I nominate Redmond, WA.
So, on the one hand, we’ve got Microsoft Chairman and Chief Software Architect William H. Gates III telling the world that Apple doesn’t know what it is doing about digital media.
Meanwhile, Microsoft’s third major downgrade of Longhorn (an operating system that was originally supposed to add the kinds of advanced features that users of Mac OSX and indeed desktop distros of Linux) enjoy – in as many months has Mr. Softy’s spin-doctors working overtime explaining to the world that this is no big deal – such a painfully obvious untruth that even mainstream publications like BusinessWeek aren’t buying it. Industry wags are beginning to call the Microsoft’s Great Vaporware “Shorthorn.”
In what can only be called an incredibly lame apology, Greg Sullivan, a lead product manager in the Window’s client division at MS, told the Economist it was because its programmers were busy patching up Windows XP, thus producing the now globally famous Service Pack 2, which has turned out to be as much disease as cure.
BusinessWeek correctly points out that there is something seriously wrong at Microsoft R&D. Certainly, this would seem to be the case. But the entire fiasco begs three much larger, far more troubling questions about Microsoft.
1. What In The Name of All That Is Holy is Bill Gates Thinking? Why is the company focusing so much on trying to create an online music service and leading a PR war on iTunes while its core business (and a much bigger profit machine than music could ever be) is rotting on the vine in the next room? And did we mention that the service, after having all this time to look at iTunes and do it one better, has half the songs, a frustrating purchase/download process, and doesn’t support purchases from other sources? Again hopeful MS customers are left to pray for the future .
2. Why is a company that is hardly resourced constrained claiming resources as its primary constraint? That Microsoft, the richest company in the world (with the possible exception of Warren Buffet’s Berkshire Hathaway, a company that has refused to invest in Microsoft), is unable to deliver its promises – to execute credibly on its most critical product line, would rather send its shareholders a $26 billion care package than invest resources in expanding its OS development team, is unconscionable. I know good programmers don’t grow on trees, but it’s time Microsoft started recognizing that it needs to start narrowing its margins sufficiently to improve its execution. Recognizing, indeed, and publicly acknowledging the fact.

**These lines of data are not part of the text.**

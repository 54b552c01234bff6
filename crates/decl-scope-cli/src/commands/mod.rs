//! Command implementations.

pub mod classify;
pub mod init;
pub mod output;
pub mod scan;
pub mod show_policy;

use anyhow::{Context, Result};
use decl_scope_core::{Config, Policy};

use crate::config_resolver::ConfigSource;
use crate::CliOptions;

/// Loads the resolved config and merges command-line switches into it.
pub fn load_config(source: &ConfigSource, flags: CliOptions) -> Result<Config> {
    let mut config = match source {
        ConfigSource::Default => Config::default(),
        other => {
            let p = other.path().context("resolved config has no path")?;
            if source.is_global() {
                tracing::info!("Using global config: {}", p.display());
            }
            Config::from_file(p)
                .with_context(|| format!("Failed to load config: {}", p.display()))?
        }
    };

    config.options.no_realpath |= flags.no_realpath;
    config.options.warnings_as_errors |= flags.warnings_as_errors;
    Ok(config)
}

/// Loads the config and validates its policy table.
pub fn load_policy(source: &ConfigSource, flags: CliOptions) -> Result<(Config, Policy)> {
    let config = load_config(source, flags)?;
    let policy = config
        .load_policy()
        .with_context(|| format!("Invalid policy in {source}"))?;
    Ok((config, policy))
}

#[cfg(test)]
mod tests {
    use super::*;
    use std::fs;
    use tempfile::TempDir;

    #[test]
    fn flags_are_ored_into_file_options() {
        let tmp = TempDir::new().unwrap();
        let path = tmp.path().join("decl-scope.toml");
        fs::write(&path, "[options]\nwarnings_as_errors = true\n").unwrap();

        let config = load_config(
            &ConfigSource::Project(path),
            CliOptions {
                no_realpath: true,
                warnings_as_errors: false,
            },
        )
        .unwrap();

        assert!(config.options.no_realpath);
        assert!(config.options.warnings_as_errors);
    }

    #[test]
    fn invalid_policy_is_reported() {
        let tmp = TempDir::new().unwrap();
        let path = tmp.path().join("decl-scope.toml");
        fs::write(&path, "[policy]\nbanned_directories = [\"/\"]\n").unwrap();

        let err = load_policy(&ConfigSource::Project(path), CliOptions::default()).unwrap_err();
        assert!(err.to_string().contains("Invalid policy"));
    }

    #[test]
    fn missing_explicit_config_fails() {
        let source = ConfigSource::Explicit("/nonexistent/decl-scope.toml".into());
        assert!(load_config(&source, CliOptions::default()).is_err());
    }
}
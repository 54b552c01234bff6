//! Configuration types for decl-scope.

use serde::{Deserialize, Serialize};
use std::path::PathBuf;

use crate::policy::config_dto::PolicyDto;
use crate::policy::loader::{self, LoadError};
use crate::policy::Policy;
use crate::types::Severity;

/// Top-level configuration file.
#[derive(Debug, Clone, Default, PartialEq, Eq, Serialize, Deserialize)]
pub struct Config {
    /// Engine switches.
    #[serde(default)]
    pub options: Options,

    /// Policy table. Omitted keys use the built-in table.
    #[serde(default)]
    pub policy: PolicyDto,
}

impl Config {
    /// Creates a new default configuration.
    #[must_use]
    pub fn new() -> Self {
        Self::default()
    }

    /// Loads configuration from a TOML file.
    ///
    /// # Errors
    ///
    /// Returns an error if the file cannot be read or parsed.
    pub fn from_file(path: &std::path::Path) -> Result<Self, ConfigError> {
        let content = std::fs::read_to_string(path).map_err(|e| ConfigError::Io {
            path: path.to_path_buf(),
            source: e,
        })?;
        Self::parse(&content)
    }

    /// Parses configuration from a TOML string.
    ///
    /// # Errors
    ///
    /// Returns an error if the TOML is invalid.
    pub fn parse(content: &str) -> Result<Self, ConfigError> {
        toml::from_str(content).map_err(|e| ConfigError::Parse {
            message: e.to_string(),
        })
    }

    /// Renders the configuration as TOML.
    ///
    /// # Errors
    ///
    /// Returns an error if serialization fails.
    pub fn to_toml(&self) -> Result<String, ConfigError> {
        toml::to_string_pretty(self).map_err(|e| ConfigError::Render {
            message: e.to_string(),
        })
    }

    /// Validates the policy section into an immutable [`Policy`].
    ///
    /// # Errors
    ///
    /// Returns an error if any policy entry is invalid.
    pub fn load_policy(&self) -> Result<Policy, LoadError> {
        loader::load(self.policy.clone())
    }
}

/// Construction-time switches for the engine.
#[derive(Debug, Clone, Copy, Default, PartialEq, Eq, Serialize, Deserialize)]
pub struct Options {
    /// Skip filesystem canonicalization and root raw file names instead.
    #[serde(default)]
    pub no_realpath: bool,

    /// Report rule findings as errors instead of warnings.
    #[serde(default)]
    pub warnings_as_errors: bool,
}

impl Options {
    /// Severity the downstream rule layer should report at.
    #[must_use]
    pub fn error_level(&self) -> Severity {
        if self.warnings_as_errors {
            Severity::Error
        } else {
            Severity::Warning
        }
    }
}

/// Configuration errors.
#[derive(Debug, thiserror::Error)]
pub enum ConfigError {
    /// IO error reading config file.
    #[error("Failed to read config file {path}: {source}")]
    Io {
        /// Path that failed to read.
        path: PathBuf,
        /// Underlying IO error.
        source: std::io::Error,
    },

    /// Parse error in config file.
    #[error("Failed to parse config: {message}")]
    Parse {
        /// Parse error message.
        message: String,
    },

    /// Error rendering config as TOML.
    #[error("Failed to render config: {message}")]
    Render {
        /// Serializer error message.
        message: String,
    },
}

#[cfg(test)]
mod tests {
    use super::*;
    use crate::path::CanonicalPath;
    use crate::types::Classification;

    #[test]
    fn test_default_config() {
        let config = Config::default();
        assert!(!config.options.no_realpath);
        assert_eq!(config.options.error_level(), Severity::Warning);
        assert_eq!(config.load_policy().unwrap(), Policy::builtin());
    }

    #[test]
    fn test_parse_config() {
        let toml = r#"
[options]
no_realpath = true
warnings_as_errors = true

[policy]
banned_directories = ["/third_party/", "/out/"]
ignored_types = ["QuadF"]

[[policy.special-subset]]
directory = "/third_party/blink/"
exempt = ["/third_party/blink/browser/"]
"#;

        let config = Config::parse(toml).expect("Failed to parse");
        assert!(config.options.no_realpath);
        assert_eq!(config.options.error_level(), Severity::Error);

        let policy = config.load_policy().expect("Failed to load policy");
        assert_eq!(policy.banned_directories().len(), 2);
        assert_eq!(policy.special_subsets().len(), 1);
        assert_eq!(policy.ignores().type_names(), vec!["QuadF"]);
        assert!(policy.ignores().is_ignored_base_class_name("IPC::NoParams"));
        assert_eq!(
            policy.classify(Some(&CanonicalPath::new("/src/out/a.h")), false),
            Classification::ThirdParty
        );
    }

    #[test]
    fn test_parse_error() {
        let err = Config::parse("[options]\nno_realpath = \"yes\"").unwrap_err();
        assert!(matches!(err, ConfigError::Parse { .. }));
    }

    #[test]
    fn test_rendered_default_parses_back() {
        let rendered = Config::default().to_toml().unwrap();
        assert!(rendered.contains("[[policy.special-subset]]"));
        assert_eq!(Config::parse(&rendered).unwrap(), Config::default());
    }

    #[test]
    fn test_missing_file() {
        let tmp = tempfile::TempDir::new().unwrap();
        let err = Config::from_file(&tmp.path().join("nope.toml")).unwrap_err();
        assert!(matches!(err, ConfigError::Io { .. }));
    }
}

3. Is it not time to admit that rather than try to fix Windows, perhaps Microsoft should toss the old kluge out and start anew? Apple, a much smaller company, did it with OSX and came up with a rock-stable OS with stunning features. Rather than continue to invest more and more in fixing old code they’ve been kludging for a decade and a half, perhaps it’s time for Microsoft to start with a blank sheet of paper. The nauseating fact that Microsoft is now losing much of its critical forward momentum in its flagship software line because it’s plugging holes in old code is an embarrassment.
For years Microsoft has gotten away with this sort of thing because it has been able to meet deadlines. Now that is no longer the case. And it is high time for all of Microsoft’s shareholders to point vigorously to the very top of that enterprise and call to account the Last Sacred Cow:
It’s time he, as Chief Software Architect, answered for the horror that he has designed. The Beast has now turned on its maker. Either the maker must slay the beast, or be destroyed himself.